Wednesday, July 11, 2012

What I Wish I Had Known About Marriage

Love is not a mediocre thing. It can leave you on the brim of euphoric deliriousness or itching to stab someone in the throat. It's beautiful, incredible and can satisfy one's soul with the soothing calm of completeness that once never seemed empty. However, it's, also, despicable, infuriating and can piss off even the most spiritually-centered and level-headed person imaginable.

I married my Jarod five months after I walked down the podium of my high school's navy-blue cap and gown celebration much to the dismay and disappointment of many. I had people blatantly tell me I was ruining my life, that my relationship wasn't going to work and I had no idea what love meant. Other people were a bit kinder about their disapproval but I could still sense their pity for the poor choice they believed I was making.

It seemed everyone knew love was hard either through their own failed romantic experiences or the unfortunate rates of disappointing relationships and marriages we constantly see on gossip magazine covers, the ever fluctuation of that girl's Facebook relationship status or the even more heartening and personal devastation that occurs in one's family when two decide to part.

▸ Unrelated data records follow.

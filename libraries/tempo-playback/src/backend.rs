//! Platform-agnostic audio resource trait
//!
//! Abstracts the one playable audio element a platform offers (a browser
//! `<audio>` element, a native player handle, a headless stand-in).

use crate::decoder::AudioPayload;
use crate::events::PlatformEvent;
use async_trait::async_trait;
use tokio::sync::mpsc::UnboundedSender;

/// Where a backend pushes the signals its resource emits
pub type PlatformEventSink = UnboundedSender<PlatformEvent>;

/// Why the platform refused to start playback
#[derive(Debug, Clone, PartialEq, Eq)]
pub enum PlayRejection {
    /// Autoplay policy: playback needs a user gesture first
    NotAllowed(String),

    /// Any other refusal (decode error, aborted, unsupported source)
    Failed(String),
}

/// Platform audio resource
///
/// Methods take `&self`: platform handles are shared objects with their own
/// interior state, and the engine serialises access to them.
///
/// Implementors only report what the platform does. Protection windows,
/// mapping lifetime and stale-load detection live in
/// [`AudioEngine`](crate::AudioEngine).
#[async_trait]
pub trait AudioBackend: Send + Sync {
    /// Receive the sink for platform signals (ended, pause, timeupdate...)
    ///
    /// Called once by [`AudioEngine::new`](crate::AudioEngine::new).
    /// Backends that cannot observe their resource keep the default.
    fn attach_event_sink(&self, _sink: PlatformEventSink) {}

    /// Create a transient mapping (object URL) for in-memory audio
    fn create_object_url(&self, payload: &AudioPayload) -> String;

    /// Release a mapping created by `create_object_url`
    fn revoke_object_url(&self, url: &str);

    /// Assign `src` and wait until the platform can play it
    ///
    /// # Returns
    /// * `Ok(())` - Enough data buffered (canplay)
    /// * `Err(reason)` - Media error while loading
    async fn load(&self, src: &str) -> Result<(), String>;

    /// Detach the current source
    fn clear_source(&self);

    /// Whether a source is assigned
    fn has_source(&self) -> bool;

    /// Whether enough data is buffered to start playing right away
    fn has_enough_data(&self) -> bool;

    /// Wait for the next readiness signal
    async fn wait_for_data(&self) -> Result<(), String>;

    /// Start playback
    async fn play(&self) -> Result<(), PlayRejection>;

    /// Pause playback
    fn pause(&self);

    fn is_paused(&self) -> bool;

    /// Current position in seconds (may be NaN before metadata)
    fn current_time(&self) -> f64;

    fn set_current_time(&self, secs: f64);

    /// Duration in seconds (may be NaN before metadata)
    fn duration(&self) -> f64;

    fn volume(&self) -> f64;

    fn set_volume(&self, volume: f64);

    fn is_muted(&self) -> bool;

    fn set_muted(&self, muted: bool);
}
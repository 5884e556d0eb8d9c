//! HTTP strategies for resolving payload keys to full audio.
//!
//! Plugged into `AudioCacheService` in order: the binary download first,
//! then the base64 text resource.

use crate::client::TempoServerClient;
use async_trait::async_trait;
use base64::Engine as _;
use tempo_playback::{AudioResolver, PlaybackError};
use tracing::debug;

fn network_error(name: &str, err: impl std::fmt::Display) -> PlaybackError {
    PlaybackError::NetworkFetchFailed(format!("{name}: {err}"))
}

/// Downloads binary audio and base64-encodes it.
#[derive(Clone)]
pub struct PrimaryAudioResolver {
    client: TempoServerClient,
    path: String,
}

impl PrimaryAudioResolver {
    /// Use the client's configured binary audio path.
    pub fn new(client: TempoServerClient) -> Self {
        let path = client.config().primary_audio_path.clone();
        Self::with_path(client, path)
    }

    /// `path` may contain `{key}`.
    pub fn with_path(client: TempoServerClient, path: impl Into<String>) -> Self {
        Self {
            client,
            path: path.into(),
        }
    }
}

#[async_trait]
impl AudioResolver for PrimaryAudioResolver {
    fn name(&self) -> &str {
        "binary"
    }

    async fn resolve(&self, key: &str) -> tempo_playback::Result<String> {
        let url = self
            .client
            .endpoint(&self.path, Some(key))
            .map_err(|e| network_error(self.name(), e))?;
        let bytes = self
            .client
            .fetch_bytes(url)
            .await
            .map_err(|e| network_error(self.name(), e))?;

        if bytes.is_empty() {
            return Err(network_error(self.name(), "empty response body"));
        }

        debug!(size = bytes.len(), "Downloaded binary audio");
        Ok(base64::engine::general_purpose::STANDARD.encode(bytes))
    }
}

/// Downloads audio that the server already serves as base64 text.
#[derive(Clone)]
pub struct SecondaryAudioResolver {
    client: TempoServerClient,
    path: String,
}

impl SecondaryAudioResolver {
    /// Use the client's configured base64 audio path.
    pub fn new(client: TempoServerClient) -> Self {
        let path = client.config().secondary_audio_path.clone();
        Self::with_path(client, path)
    }

    pub fn with_path(client: TempoServerClient, path: impl Into<String>) -> Self {
        Self {
            client,
            path: path.into(),
        }
    }
}

#[async_trait]
impl AudioResolver for SecondaryAudioResolver {
    fn name(&self) -> &str {
        "base64"
    }

    async fn resolve(&self, key: &str) -> tempo_playback::Result<String> {
        let url = self
            .client
            .endpoint(&self.path, Some(key))
            .map_err(|e| network_error(self.name(), e))?;
        let text = self
            .client
            .fetch_text(url)
            .await
            .map_err(|e| network_error(self.name(), e))?;

        let text = text.trim();
        if text.is_empty() {
            return Err(network_error(self.name(), "empty response body"));
        }

        debug!(size = text.len(), "Downloaded base64 audio");
        Ok(text.to_string())
    }
}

The sweet lil ol' 18 year old me naively thought it couldn't be that hard but truly, I had no idea how insanely hard being married was and much more importantly, how hard staying in love would be. I can now vividly see the absolute lows in the course of our relationship where each one of us wanted so desperately to walk away. I understand the heartache of being broken by the one person who you truly believed never would. And I know the strength it takes to change something of yourself that you once thought was so fundamental to your core for the greater cause.

Through my own marriage's complications, I've learned to not pass judgement on other's when a relationship doesn't work. The truth about relationships is there's a million and one interchangeable variables that come into play at any given moment and they have to peacefully coexist and happily mesh for even the consideration of success.

Eight years ago, I had a very distorted idea of marriage. I didn't believe the cynics about love because their wisdom was overshadowed by the unhappiness of their pain nor could I believe the sweet, happy couples, blissful in the aftermath of Cupid's arrow, because they inadvertently made it seem like their loved one never even took a dump.

Jarod and I have weathered the ups and downs of a seven year marriage and the miraculous blessings of our three children; however, I wish I had known then that it is possible to love someone with the minuscule fibers of one's soul and then annoyingly hate them the very next. I wish someone had told me that it's not only possible but it's okay.

A marriage based entirely on emotion will always fall short but a marriage guided by the very vows one earnestly makes on their wedding day is nothing short of miraculous.

"To have and to hold from this day forward, for better, for worse, for richer, for poorer, in sickness and health, until death do us part."

To my Jj,

I choose you. I choose to hold you for better, for worse, for richer, for poorer, in sickness and in health, until death do us part. I'm not a perfect woman; in fact, I'm certain I'm a pain in the ass but you have continually chosen to love me. You have loved me at my best and at my worst - thank you for that. I love you so much.